Director of the Center of Systems Molecular Medicine
Phone: (414) 955-8539 
Email: mliang@mcw.edu
M.B. Medicine, Shanghai Medical University, Shanghai, China, 1994
Ph.D. Biomedical Sciences-Physiology, Mayo Graduate School, 1999
Postdoctoral Fellow Nephrology, Mayo Clinic and Foundation, 2000
Postdoctoral Fellow Physiology, Medical College of Wisconsin, 2002

Research areas: Renal Physiology
  Genetics & Genomics
  Molecular & Cellular Physiology

My laboratory's research interest is in understanding and integrating multiple aspects and components of physiology.  With hypertension, tissue injury, and metabolic disorders as the disease context, our current work is focused on three areas: microRNA, cellular metabolism, and construction of molecular regulatory network.  In addition, we are involved in studies of stem cells.  We perform studies in human subjects, animal models, and in vitro experimental systems.  We use a variety of complementary approaches, including genomics, proteomics, in vivo gene manipulation (knockdown, knockout, transgenesis), and biochemical and physiological measurements.

For a complete list of our laboratory’s publications since 2002, search PubMed for “Mingyu Liang”.

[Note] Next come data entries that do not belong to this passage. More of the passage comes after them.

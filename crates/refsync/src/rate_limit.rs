//! Proactive request pacing.

use std::num::NonZeroU32;
use std::sync::Arc;

use governor::clock::DefaultClock;
use governor::state::{InMemoryState, NotKeyed};
use governor::{Quota, RateLimiter};
use serde::Deserialize;

type GovernorRateLimiter = RateLimiter<NotKeyed, InMemoryState, DefaultClock>;

/// GitLab.com allows 2000 requests/minute per user; stay well below it.
pub const GITLAB_DEFAULT_RPS: u32 = 5;

/// Token-bucket limiter shared by every clone.
///
/// ```ignore
/// let limiter = ApiRateLimiter::new(GITLAB_DEFAULT_RPS);
/// limiter.wait().await;
/// ```
#[derive(Clone)]
pub struct ApiRateLimiter {
    inner: Arc<GovernorRateLimiter>,
    requests_per_second: NonZeroU32,
}

impl ApiRateLimiter {
    /// Allow `requests_per_second` requests per second. Zero is treated as 1.
    pub fn new(requests_per_second: u32) -> Self {
        let rps = NonZeroU32::new(requests_per_second).unwrap_or(NonZeroU32::MIN);
        Self {
            inner: Arc::new(RateLimiter::direct(Quota::per_second(rps))),
            requests_per_second: rps,
        }
    }

    pub fn requests_per_second(&self) -> u32 {
        self.requests_per_second.get()
    }

    /// Wait until another request may be sent.
    pub async fn wait(&self) {
        self.inner.until_ready().await;
    }
}

impl std::fmt::Debug for ApiRateLimiter {
    fn fmt(&self, f: &mut std::fmt::Formatter<'_>) -> std::fmt::Result {
        f.debug_struct("ApiRateLimiter")
            .field("requests_per_second", &self.requests_per_second)
            .finish()
    }
}

/// `[rate_limit]` configuration section.
#[derive(Debug, Clone, Copy, PartialEq, Eq, Deserialize)]
#[serde(default)]
pub struct RateLimitConfig {
    pub requests_per_second: u32,
    pub disabled: bool,
}

impl Default for RateLimitConfig {
    fn default() -> Self {
        Self {
            requests_per_second: GITLAB_DEFAULT_RPS,
            disabled: false,
        }
    }
}

impl RateLimitConfig {
    /// The configured limiter, or `None` when pacing is disabled.
    pub fn limiter(&self) -> Option<ApiRateLimiter> {
        (!self.disabled).then(|| ApiRateLimiter::new(self.requests_per_second))
    }
}
pub(crate) mod branch;
pub(crate) mod commits;
pub(crate) mod meta;
pub(crate) mod shared;
pub(crate) mod tag;
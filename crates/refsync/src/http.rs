use async_trait::async_trait;
use thiserror::Error;

/// HTTP methods used by the adapters.
#[derive(Debug, Clone, Copy, PartialEq, Eq, Hash)]
pub enum HttpMethod {
    Get,
    Post,
    Delete,
}

impl HttpMethod {
    #[must_use]
    pub fn as_str(self) -> &'static str {
        match self {
            HttpMethod::Get => "GET",
            HttpMethod::Post => "POST",
            HttpMethod::Delete => "DELETE",
        }
    }
}

/// Header name/value pairs. Lookups are case-insensitive.
pub type HttpHeaders = Vec<(String, String)>;

#[derive(Debug, Clone, PartialEq, Eq)]
pub struct HttpRequest {
    pub method: HttpMethod,
    pub url: String,
    pub headers: HttpHeaders,
    pub body: Vec<u8>,
}

impl HttpRequest {
    /// A request with no headers and an empty body.
    pub fn new(method: HttpMethod, url: impl Into<String>) -> Self {
        Self {
            method,
            url: url.into(),
            headers: Vec::new(),
            body: Vec::new(),
        }
    }

    #[must_use]
    pub fn header(mut self, name: impl Into<String>, value: impl Into<String>) -> Self {
        self.headers.push((name.into(), value.into()));
        self
    }
}

#[derive(Debug, Clone, PartialEq, Eq)]
pub struct HttpResponse {
    pub status: u16,
    pub headers: HttpHeaders,
    pub body: Vec<u8>,
}

impl HttpResponse {
    #[must_use]
    pub fn header(&self, name: &str) -> Option<&str> {
        header_get(&self.headers, name)
    }

    /// Whether the status is in the 2xx range.
    #[inline]
    #[must_use]
    pub fn is_success(&self) -> bool {
        (200..300).contains(&self.status)
    }

    /// Body as text, with invalid UTF-8 replaced.
    #[must_use]
    pub fn text(&self) -> String {
        String::from_utf8_lossy(&self.body).into_owned()
    }
}

#[derive(Debug, Error)]
pub enum HttpError {
    #[error("http transport error: {0}")]
    Transport(String),

    #[error("no mock response registered for {method} {url}")]
    NoMockResponse { method: String, url: String },
}

/// Boundary for all HTTP I/O made by the adapters.
#[async_trait]
pub trait HttpTransport: Send + Sync {
    async fn send(&self, request: HttpRequest) -> Result<HttpResponse, HttpError>;
}

/// First value of header `name`, compared case-insensitively.
#[must_use]
pub fn header_get<'a>(headers: &'a HttpHeaders, name: &str) -> Option<&'a str> {
    headers
        .iter()
        .find(|(k, _)| k.eq_ignore_ascii_case(name))
        .map(|(_, v)| v.as_str())
}

#[cfg(feature = "gitlab")]
pub mod reqwest_transport {
    use super::*;

    use std::time::Duration;

    /// [`HttpTransport`] backed by a `reqwest::Client`.
    #[derive(Clone)]
    pub struct ReqwestTransport {
        client: reqwest::Client,
    }

    impl ReqwestTransport {
        pub fn new(client: reqwest::Client) -> Self {
            Self { client }
        }

        /// Build a client that gives up on requests after `timeout`.
        pub fn with_timeout(timeout: Duration) -> Result<Self, HttpError> {
            let client = reqwest::Client::builder()
                .timeout(timeout)
                .user_agent(concat!("refsync/", env!("CARGO_PKG_VERSION")))
                .build()
                .map_err(|e| HttpError::Transport(e.to_string()))?;
            Ok(Self { client })
        }
    }

    #[async_trait]
    impl HttpTransport for ReqwestTransport {
        async fn send(&self, request: HttpRequest) -> Result<HttpResponse, HttpError> {
            let method = match request.method {
                HttpMethod::Get => reqwest::Method::GET,
                HttpMethod::Post => reqwest::Method::POST,
                HttpMethod::Delete => reqwest::Method::DELETE,
            };

            let mut builder = self.client.request(method, &request.url);
            for (name, value) in &request.headers {
                builder = builder.header(name, value);
            }
            if !request.body.is_empty() {
                builder = builder.body(request.body);
            }

            let resp = builder
                .send()
                .await
                .map_err(|e| HttpError::Transport(e.to_string()))?;

            let status = resp.status().as_u16();
            let headers: HttpHeaders = resp
                .headers()
                .iter()
                .map(|(name, value)| {
                    (
                        name.as_str().to_string(),
                        value.to_str().unwrap_or_default().to_string(),
                    )
                })
                .collect();

            let body = resp
                .bytes()
                .await
                .map_err(|e| HttpError::Transport(e.to_string()))?
                .to_vec();

            Ok(HttpResponse {
                status,
                headers,
                body,
            })
        }
    }
}

#[cfg(test)]
pub use mock::MockTransport;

Selected Honors and Services:

2012: Henry Pickering Bowditch Award, American Physiological Society

2009: Outstanding Teacher of the Year, MCW Graduate School

2007-present: Associate Editor, Physiological Genomics

1994: Outstanding Graduate (top 2% of the class), Shanghai Municipality


Research Area 1: MicroRNA

MicroRNAs are recently discovered regulators of gene expression.  The significance of microRNAs in biological regulation and disease development is now widely recognized.  However, many aspects of basic microRNA biology and the specific role of microRNAs in numerous physiological and disease processes remain to be examined.  Our laboratory investigates the role of microRNAs in hypertension and kidney injury and the molecular mechanism involved in microRNA regulation.

Selected publications:

1. Kriegel AJ, Fang Y, Liu Y, Tian Z, Matus IR, Mladinov D, Ding XQ, Greene AS, and Liang M.  MicroRNA-Target Pairs in Human Renal Epithelial Cells treated with Transforming Growth Factor b1: A Novel Role of miR-382.  Nucleic Acids Res 2010 Dec 1; 38(22): 8338-47. 

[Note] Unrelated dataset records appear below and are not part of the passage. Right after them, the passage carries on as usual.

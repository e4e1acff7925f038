use thiserror::Error;

/// How the resilience layer should react to a failed remote call.
#[derive(Debug, Clone, Copy, PartialEq, Eq, Hash)]
pub enum ErrorClass {
    /// Transient unavailability; the call may be retried.
    Retryable,
    /// The resource does not exist. Often not an error at all.
    NotFound,
    /// Anything else. Never retried.
    Fatal,
}

impl ErrorClass {
    /// Classify an HTTP status code.
    ///
    /// `408`, `502`, `503` and `504` are transient; `404` is absence;
    /// every other status is fatal.
    #[must_use]
    pub fn from_status(status: u16) -> Self {
        match status {
            408 | 502 | 503 | 504 => Self::Retryable,
            404 => Self::NotFound,
            _ => Self::Fatal,
        }
    }

    #[inline]
    #[must_use]
    pub fn is_retryable(self) -> bool {
        self == Self::Retryable
    }

    #[inline]
    #[must_use]
    pub fn is_not_found(self) -> bool {
        self == Self::NotFound
    }
}

/// Errors that know how they should be treated by the retry executor.
pub trait Classify {
    fn class(&self) -> ErrorClass;
}

/// Errors returned by a remote Git-hosting API.
#[derive(Debug, Error)]
pub enum RemoteError {
    /// The remote answered with a non-success status.
    #[error("API error ({status}): {message}")]
    Api { status: u16, message: String },

    /// The request never produced a response.
    #[error("HTTP error: {0}")]
    Http(String),

    /// The response body could not be decoded.
    #[error("JSON error: {0}")]
    Json(#[from] serde_json::Error),

    /// A request URL could not be built.
    #[error("Invalid URL: {0}")]
    InvalidUrl(String),
}

impl RemoteError {
    /// Create an API error with the given status.
    #[inline]
    pub fn api(status: u16, message: impl Into<String>) -> Self {
        Self::Api {
            status,
            message: message.into(),
        }
    }

    /// Create a 404 API error.
    #[inline]
    pub fn not_found(resource: impl Into<String>) -> Self {
        Self::api(404, resource)
    }

    /// Create a transport error.
    #[inline]
    pub fn http(message: impl Into<String>) -> Self {
        Self::Http(message.into())
    }

    /// HTTP status carried by this error, if any.
    #[must_use]
    pub fn status(&self) -> Option<u16> {
        match self {
            Self::Api { status, .. } => Some(*status),
            _ => None,
        }
    }
}

impl Classify for RemoteError {
    fn class(&self) -> ErrorClass {
        match self {
            Self::Api { status, .. } => ErrorClass::from_status(*status),
            // No status means the call failed outside the API contract.
            Self::Http(_) | Self::Json(_) | Self::InvalidUrl(_) => ErrorClass::Fatal,
        }
    }
}

/// Extract a short error message suitable for display.
///
/// Takes the first line of an error message, which keeps log lines readable
/// when a remote returns an HTML error page or a multi-line body.
#[inline]
pub fn short_error_message(e: &impl std::fmt::Display) -> String {
    let full = e.to_string();
    full.lines().next().unwrap_or(&full).to_string()
}

/// Result type for remote operations.
pub type Result<T> = std::result::Result<T, RemoteError>;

2. Liu Y, Taylor NE, Lu L, Usa K, Cowley AW Jr, Ferreri NR, Yeo NC, and Liang M.  Renal medullary microRNAs in Dahl salt-sensitive rats: miR-29b regulates several collagens and related genes.  Hypertension 2010 Apr; 55(4):974-82.

3. Tian Z, Greene AS, Pietrusz JL, Matus IR, and Liang M.  microRNA-target pairs in rat kidneys identified through microRNA microarray, proteomic, and bioinformatic analysis.  Genome Res 2008 March; 18: 404-411.

Research Area 2: Cellular metabolism

Our laboratory routinely combines exploratory approaches and hypothesis-driven approaches to discover novel disease mechanisms.  Recent discoveries that we are exploring in depth include novel roles of abnormalities in cellular metabolism in the development of hypertension and tissue injury.

Selected publications:

1. Tian Z, Liu Y, Usa K, Mladinov D, Fang Y, Ding X, Greene AS, Cowley AW Jr, Liang M.  Novel Role of Fumarate Metabolism in Dahl Salt-Sensitive Hypertension.  Hypertension 2009 Aug; 54(2): 255-60.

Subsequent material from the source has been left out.